After the Hunt review: Julia Roberts and Ayo Edebiri go head to head in taut thriller

(L to R) Julia Roberts as Alma, Michael Stuhlbarg as Frederik and Chloë Sevigny as Dr. Kim Sayers in After the Hunt

Luca Guadagnino's After the Hunt is a thoroughly gripping drama. (Amazon MGM Studios)

With After the Hunt, Luca Guadagnino pivots away from his recent Challengers and Queer to offer a taut psychological thriller where nothing is clear-cut.

Guadagnino’s film begins with respected Yale University professor Alma (Julia Roberts) readying herself to host an evening soirée for her colleagues and top students. Among them are Alma’s colleague and close friend, Hank (Andrew Garfield), and Maggie (Ayo Edebiri), a young gay philosophy student who is Alma’s protégée.

This trio are the key pieces in Guadagnino’s cinematic game of chess. The evening is one of fine wine, indoor smoking, and philosophical ponderings, including a student suggesting that Alma’s potential promotion to academic tenure would not be due to her extensive career, but rather because she ticks the so-called diversity box of being a woman. The declaration sets the tone for the perspective-shifting story of blurred lines and accusations that is to come. 

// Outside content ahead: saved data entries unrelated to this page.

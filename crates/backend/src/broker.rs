//! In-memory notification fan-out broker.
//!
//! Single-process, best-effort pub/sub. Two independent indexes map user
//! ids and store ids to the currently-open subscriber connections; one
//! physical connection may appear in both (a store-role account
//! subscribes as both a user and a store). Publishing writes the event to
//! every live match and nobody else - no queuing for offline subscribers,
//! no retroactive delivery, nothing durable beyond what the storage
//! collaborator already persisted.
//!
//! The broker holds no connection I/O of its own; it talks to the push
//! transport through the [`Connection`] trait. Writes are synchronous and
//! non-blocking (an SSE connection just enqueues into its channel), so a
//! stalled subscriber can never block the request that triggered the
//! notification.

use std::collections::HashMap;
use std::sync::atomic::{AtomicBool, AtomicU64, Ordering};
use std::sync::{Arc, Mutex, MutexGuard};

use tracing::{debug, trace};

use warrantly_core::{StoreId, UserId};

use crate::models::Notification;

/// Name of the framed event carrying a notification payload.
pub const NOTIFICATION_EVENT: &str = "notification";

/// The peer is gone; the write was dropped.
///
/// Publishing treats this as routine: the connection's own close handling
/// performs index cleanup, so the broker just skips the write.
#[derive(Debug, Clone, Copy, thiserror::Error)]
#[error("push connection closed")]
pub struct ConnectionClosed;

/// A live push connection, as the broker sees it.
///
/// One named, self-delimited event per call. Implementations must not
/// block: the publish path runs inside whatever request triggered the
/// notification.
pub trait Connection: Send + Sync + 'static {
    /// Write one framed event (event-type label plus JSON payload).
    ///
    /// # Errors
    ///
    /// Returns [`ConnectionClosed`] when the peer has gone away.
    fn write_event(&self, event: &str, payload: &serde_json::Value)
    -> Result<(), ConnectionClosed>;
}

struct Registration {
    token: u64,
    connection: Arc<dyn Connection>,
}

#[derive(Default)]
struct Indexes {
    by_user: HashMap<UserId, Vec<Registration>>,
    by_store: HashMap<StoreId, Vec<Registration>>,
}

impl Indexes {
    fn remove(&mut self, token: u64, user_id: Option<UserId>, store_id: Option<StoreId>) {
        if let Some(user_id) = user_id {
            prune(&mut self.by_user, user_id, token);
        }
        if let Some(store_id) = store_id {
            prune(&mut self.by_store, store_id, token);
        }
    }
}

fn prune<K: std::hash::Hash + Eq>(
    index: &mut HashMap<K, Vec<Registration>>,
    key: K,
    token: u64,
) {
    if let Some(list) = index.get_mut(&key) {
        list.retain(|registration| registration.token != token);
        if list.is_empty() {
            index.remove(&key);
        }
    }
}

/// The notification broker.
///
/// Cheap to clone; clones share the same indexes. Constructed once per
/// process and torn down with [`NotificationBroker::shutdown`].
#[derive(Clone, Default)]
pub struct NotificationBroker {
    inner: Arc<BrokerInner>,
}

#[derive(Default)]
struct BrokerInner {
    indexes: Mutex<Indexes>,
    next_token: AtomicU64,
}

impl NotificationBroker {
    /// Create an empty broker.
    #[must_use]
    pub fn new() -> Self {
        Self::default()
    }

    /// Register a connection under whichever of `user_id` / `store_id`
    /// is present.
    ///
    /// The returned [`Subscription`] removes the connection from both
    /// indexes when dropped (or when [`Subscription::unsubscribe`] is
    /// called explicitly), so tying it to the connection's lifetime is
    /// all the cleanup a transport needs.
    pub fn subscribe(
        &self,
        user_id: Option<UserId>,
        store_id: Option<StoreId>,
        connection: Arc<dyn Connection>,
    ) -> Subscription {
        let token = self.inner.next_token.fetch_add(1, Ordering::Relaxed);

        let mut indexes = self.lock_indexes();
        if let Some(user_id) = user_id {
            indexes.by_user.entry(user_id).or_default().push(Registration {
                token,
                connection: Arc::clone(&connection),
            });
        }
        if let Some(store_id) = store_id {
            indexes
                .by_store
                .entry(store_id)
                .or_default()
                .push(Registration { token, connection });
        }
        drop(indexes);

        debug!(?user_id, ?store_id, token, "subscriber registered");

        Subscription {
            inner: Arc::clone(&self.inner),
            token,
            user_id,
            store_id,
            active: AtomicBool::new(true),
        }
    }

    /// Push a notification to every live subscriber it addresses.
    ///
    /// Returns the number of writes performed. Zero matches is a normal
    /// outcome, not an error - most notifications have no live subscriber
    /// at publish time. Writes to closed connections are dropped; their
    /// subscriptions clean up via their own close path.
    pub fn publish(&self, notification: &Notification) -> usize {
        let payload = match serde_json::to_value(notification) {
            Ok(payload) => payload,
            Err(error) => {
                // Unreachable for our model types; don't lose the event
                // silently if it ever happens.
                tracing::warn!(%error, "notification not serializable, dropping publish");
                return 0;
            }
        };

        let targets: Vec<Arc<dyn Connection>> = {
            let indexes = self.lock_indexes();
            let users = notification
                .user_id
                .and_then(|id| indexes.by_user.get(&id))
                .into_iter()
                .flatten();
            let stores = notification
                .store_id
                .and_then(|id| indexes.by_store.get(&id))
                .into_iter()
                .flatten();
            users
                .chain(stores)
                .map(|registration| Arc::clone(&registration.connection))
                .collect()
        };

        let mut delivered = 0;
        for connection in targets {
            match connection.write_event(NOTIFICATION_EVENT, &payload) {
                Ok(()) => delivered += 1,
                Err(ConnectionClosed) => {
                    trace!(id = %notification.id, "skipped write to closed connection");
                }
            }
        }

        debug!(id = %notification.id, delivered, "notification published");
        delivered
    }

    /// Number of live registrations across both indexes.
    ///
    /// A connection registered as both user and store counts twice.
    #[must_use]
    pub fn registration_count(&self) -> usize {
        let indexes = self.lock_indexes();
        indexes.by_user.values().map(Vec::len).sum::<usize>()
            + indexes.by_store.values().map(Vec::len).sum::<usize>()
    }

    /// Drop every registration. Subscribers see their streams end when
    /// their connections are closed by the transport on process shutdown.
    pub fn shutdown(&self) {
        let mut indexes = self.lock_indexes();
        let dropped = indexes.by_user.values().map(Vec::len).sum::<usize>()
            + indexes.by_store.values().map(Vec::len).sum::<usize>();
        indexes.by_user.clear();
        indexes.by_store.clear();
        drop(indexes);
        debug!(dropped, "notification broker shut down");
    }

    fn lock_indexes(&self) -> MutexGuard<'_, Indexes> {
        // Subscribe/publish never panic while holding the lock; if one
        // ever does, continuing with whatever state remains beats taking
        // the whole process down.
        self.inner
            .indexes
            .lock()
            .unwrap_or_else(std::sync::PoisonError::into_inner)
    }
}

/// Handle for one registered subscriber.
///
/// Unsubscribes on drop; safe to call [`Subscription::unsubscribe`]
/// multiple times.
pub struct Subscription {
    inner: Arc<BrokerInner>,
    token: u64,
    user_id: Option<UserId>,
    store_id: Option<StoreId>,
    active: AtomicBool,
}

impl Subscription {
    /// Remove this connection from both indexes. Idempotent.
    pub fn unsubscribe(&self) {
        if !self.active.swap(false, Ordering::AcqRel) {
            return;
        }
        let mut indexes = self
            .inner
            .indexes
            .lock()
            .unwrap_or_else(std::sync::PoisonError::into_inner);
        indexes.remove(self.token, self.user_id, self.store_id);
        drop(indexes);
        debug!(token = self.token, "subscriber unregistered");
    }
}

impl Drop for Subscription {
    fn drop(&mut self) {
        self.unsubscribe();
    }
}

Ayo Edebiri stars as Maggie in After the Hunt.
Maggie walks the line between wanting to be like Alma and be with Alma. (Amazon MGM Studios)

The next day, Maggie is not at her desk, nor replying to Alma’s messages. Instead, she’s crouched in Alma’s stairwell, rain-soaked and harbouring an accusation that forever changes the dynamic. Maggie tells her senior that an intoxicated Hank dropped her off back home, had a nightcap and “overstepped the line”. Hack adamantly denies that accusation and has his own story that he caught Maggie plagiarising her thesis, but because her rich parents make sizable donations to Yale, he knew she’d face no consequences.

This trio are the key pieces in Guadagnino’s cinematic game of chess

Alma is caught between the pair, having to decide where her loyalties lie. Simultaneously, ghosts from her past float back into her life, complicating things to a claustrophobic degree. What transpires is a gripping drama that is electric with Guadagnino’s taut direction; slow zooms and close framing dictate focus on micro movements. Gesticulating hands and slow blinks give clues, but as suspicions grow, doubt sets in. Guadagnino creates a film that echoes the truth of our world; those who bravely come forward with their stories are met with forensic questioning from every angle as their claims are scrutinised and their credibility is questioned. 

(L to R) Julia Roberts as Alma and Andrew Garfield as Hank in AFTER THE HUNT
Guadagnino creates a film that echoes the truth of our world. (Amazon MGM Studios)

At the centre of this chaotic spiderweb is Roberts and Edebiri, who exquisitely ground After the Hunt in a tangible tension. Alma basks in the attention she gets from Maggie and Frank, both clearly infatuated with her. As Maggie walks the line between wanting to be like Alma and be with Alma, their student-teacher relationship is challenged when Maggie pulls a checkmate move on her. Edebiri has proven her comedic chops, but with After the Hunt, she showcases herself as a seriously talented dramatic actor. 

After the Hunt isn’t striving for a conclusive verdict

Additionally, supporting roles are well handled by Garfield and Guadagnino staple Michael Stuhlbarg (Timothée Chalamet’s wise father in Call Me By Your Name), who is Alma’s therapist husband. Also, Maggie’s partner (Lío Mehiel) gives Roberts the chance to bring out Alma’s spiky side, which Maggie meets with ferocity.

Guadagnino’s well-calibrated thriller may be about so-called cancel culture on the surface, but there’s so much more depth to the film. Nora Garrett’s script isn’t perfect; there is a messiness to some of the dialogue and underexplored sides to these characters, but the film is rewarding in its refusal to reach a singular truth. Highlighting the complexity of human existence, overlapping motivations, and morals, After the Hunt isn’t striving for a conclusive verdict of guilty or not guilty – Guardagnino asks for more from his audience. 

After the Hunt was screened at the London Film Festival. The film is out in UK cinemas on 17 October.